The start of 2015 was wonderful! I spent the entire first 2 months backpacking. A group of good friends (family) went and thru-hiked the San Diego Trans County Trail… again (it’s an annual hike/family reunion). Upon finishing I hopped in a car and drove cross-country to hike the 250 mile Ouachita (pronounced: Wash-i-Taw) in Oklahoma and Arkansas. It as a wonderful little trail and some good exposure to hiking back East.

Upon returning, I went into dermatology for a few suspicious spots that had been appearing within the last couple months. I had 4 surgeries and am still awaiting the outcome. Some of you may know that because of the TBI I sustained 8 years ago I do not numb for surgeries. So it’s never very fun going under the knife. However, these past 4 incisions weren’t as excruciating as my previous 11 surgeries so that’s always a plus!

A few weeks ago I put out my official announcement of thru-hiking the Great Himalaya Trail in Nepal come April 2016. There are less than 10 people in the entire world to thru-hike the high route in the same self-supported fashion I’ll utilize. I’m stoked to take on this new challenge and see the beauty of the Himalaya Range.

I also announced a perimeter swim of Lake Tahoe come late July/August. This 72 mile swim will also be self-supported. Although the water will be 55-60 degrees I will not wear a wetsuit or utilize fins. I’ll tow all my food, camping gear, camera, water etc in a dry bag behind me that’s attached to my body. I’m planning on this endeavor taking 7 days at 10 miles/day.

On May 12th I’ll begin a ~350mi route I created up in the High Sierra which will utilize the SJRT on the return leg so I’ll technically be able to “walk home.”

I’ve got a few other plans up my sleeve as well… so stay tuned.

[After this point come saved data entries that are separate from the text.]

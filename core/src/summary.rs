//! Aggregation over orders sharing a (type, date) pair.
//!
//! The summary reports how many orders matched, a preview of the most recent
//! ten ids in chronological order, and every distinct customer involved. The
//! preview is truncated but the customer list is not: it always covers all
//! matches.

use crate::types::{CustomerId, Order, OrderId};
use serde::{Deserialize, Serialize};
use std::collections::HashSet;

/// Maximum number of order ids reported in [`OrderSummary::orders`].
pub const RECENT_ORDERS_LIMIT: usize = 10;

/// Result of an aggregation query.
#[derive(Clone, Debug, PartialEq, Eq, Serialize, Deserialize)]
pub struct OrderSummary {
    /// The queried type, echoed back
    #[serde(rename = "type")]
    pub order_type: String,
    /// Number of matching orders, before truncation
    pub count: usize,
    /// Ids of the most recent matches, oldest first
    pub orders: Vec<OrderId>,
    /// Distinct customers across all matches, in first-seen order
    pub related_customers: Vec<CustomerId>,
}

impl OrderSummary {
    /// An empty summary for `order_type`.
    #[must_use]
    pub fn empty(order_type: impl Into<String>) -> Self {
        Self {
            order_type: order_type.into(),
            count: 0,
            orders: Vec::new(),
            related_customers: Vec::new(),
        }
    }

    /// Builds a summary from the orders matching a query.
    ///
    /// Matches are stably sorted by calendar date, so orders sharing a date
    /// keep their relative order. Orders whose date does not parse sort
    /// before every dated order.
    #[must_use]
    pub fn from_matches(order_type: impl Into<String>, matches: &[Order]) -> Self {
        let mut summary = Self::empty(order_type);
        if matches.is_empty() {
            return summary;
        }

        summary.count = matches.len();

        let mut by_date: Vec<&Order> = matches.iter().collect();
        by_date.sort_by_key(|order| order.calendar_date());

        let skip = by_date.len().saturating_sub(RECENT_ORDERS_LIMIT);
        summary.orders = by_date[skip..]
            .iter()
            .map(|order| order.id.clone())
            .collect();

        let mut seen = HashSet::new();
        for order in matches {
            if seen.insert(&order.customer) {
                summary.related_customers.push(order.customer.clone());
            }
        }

        summary
    }
}

#[cfg(test)]
#[allow(clippy::unwrap_used)]
mod tests {
    use super::*;

    fn order(id: &str, date: &str, customer: &str) -> Order {
        Order::new(id, format!("order {id}"), date, "A", customer)
    }

    fn ids(summary: &OrderSummary) -> Vec<&str> {
        summary.orders.iter().map(OrderId::as_str).collect()
    }

    #[test]
    fn empty_matches_echo_type() {
        let summary = OrderSummary::from_matches("A", &[]);

        assert_eq!(summary, OrderSummary::empty("A"));
        assert_eq!(summary.order_type, "A");
    }

    #[test]
    fn single_match() {
        let summary = OrderSummary::from_matches("A", &[order("2", "2024-01-02", "Y")]);

        assert_eq!(summary.count, 1);
        assert_eq!(ids(&summary), vec!["2"]);
        assert_eq!(summary.related_customers, vec![CustomerId::from("Y")]);
    }

    #[test]
    fn keeps_ten_latest_in_ascending_order() {
        // Inserted newest first so sorting is observable.
        let matches: Vec<Order> = (1..=12)
            .rev()
            .map(|day| order(&day.to_string(), &format!("2024-01-{day:02}"), "X"))
            .collect();

        let summary = OrderSummary::from_matches("A", &matches);

        assert_eq!(summary.count, 12);
        assert_eq!(
            ids(&summary),
            vec!["3", "4", "5", "6", "7", "8", "9", "10", "11", "12"]
        );
    }

    #[test]
    fn same_date_keeps_insertion_order() {
        let matches: Vec<Order> = (0..12)
            .map(|n| order(&format!("o{n}"), "2024-03-01", "X"))
            .collect();

        let summary = OrderSummary::from_matches("A", &matches);

        assert_eq!(summary.count, 12);
        assert_eq!(summary.orders.len(), RECENT_ORDERS_LIMIT);
        assert_eq!(summary.orders.first().unwrap().as_str(), "o2");
        assert_eq!(summary.orders.last().unwrap().as_str(), "o11");
    }

    #[test]
    fn customers_cover_truncated_matches() {
        // The only order for "early" is the oldest and falls out of the preview.
        let mut matches = vec![order("0", "2023-12-31", "early")];
        matches.extend(
            (1..=10).map(|day| order(&day.to_string(), &format!("2024-01-{day:02}"), "late")),
        );

        let summary = OrderSummary::from_matches("A", &matches);

        assert!(!summary.orders.contains(&OrderId::from("0")));
        assert_eq!(
            summary.related_customers,
            vec![CustomerId::from("early"), CustomerId::from("late")]
        );
    }

    #[test]
    fn unparseable_dates_sort_first() {
        let matches = vec![
            order("dated", "2024-01-01", "X"),
            order("undated", "someday", "X"),
        ];

        let summary = OrderSummary::from_matches("A", &matches);

        assert_eq!(ids(&summary), vec!["undated", "dated"]);
    }

    #[test]
    fn summary_json_shape() {
        let summary = OrderSummary::from_matches("A", &[order("1", "2024-01-01", "X")]);
        let json = serde_json::to_value(&summary).unwrap();

        assert_eq!(
            json,
            serde_json::json!({
                "type": "A",
                "count": 1,
                "orders": ["1"],
                "related_customers": ["X"],
            })
        );
    }
}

This life is about truly living and following your passions. It just so happens that mine include being out in nature and testing my body in a way that has long-since been forgotten and overthrown by the complexities of “city life.” I updated the description of this group to “Human Powered.” I fully believe and cherish the beauty of approaching adventure under the will and skill set of our own bodies. I love the feeling of accomplishment that I receive knowing that I got someplace through no outside help. Our bodies are capable of incredible feats if we harness our dormant abilities.

I hope you had a great weekend! Keep spreading the love!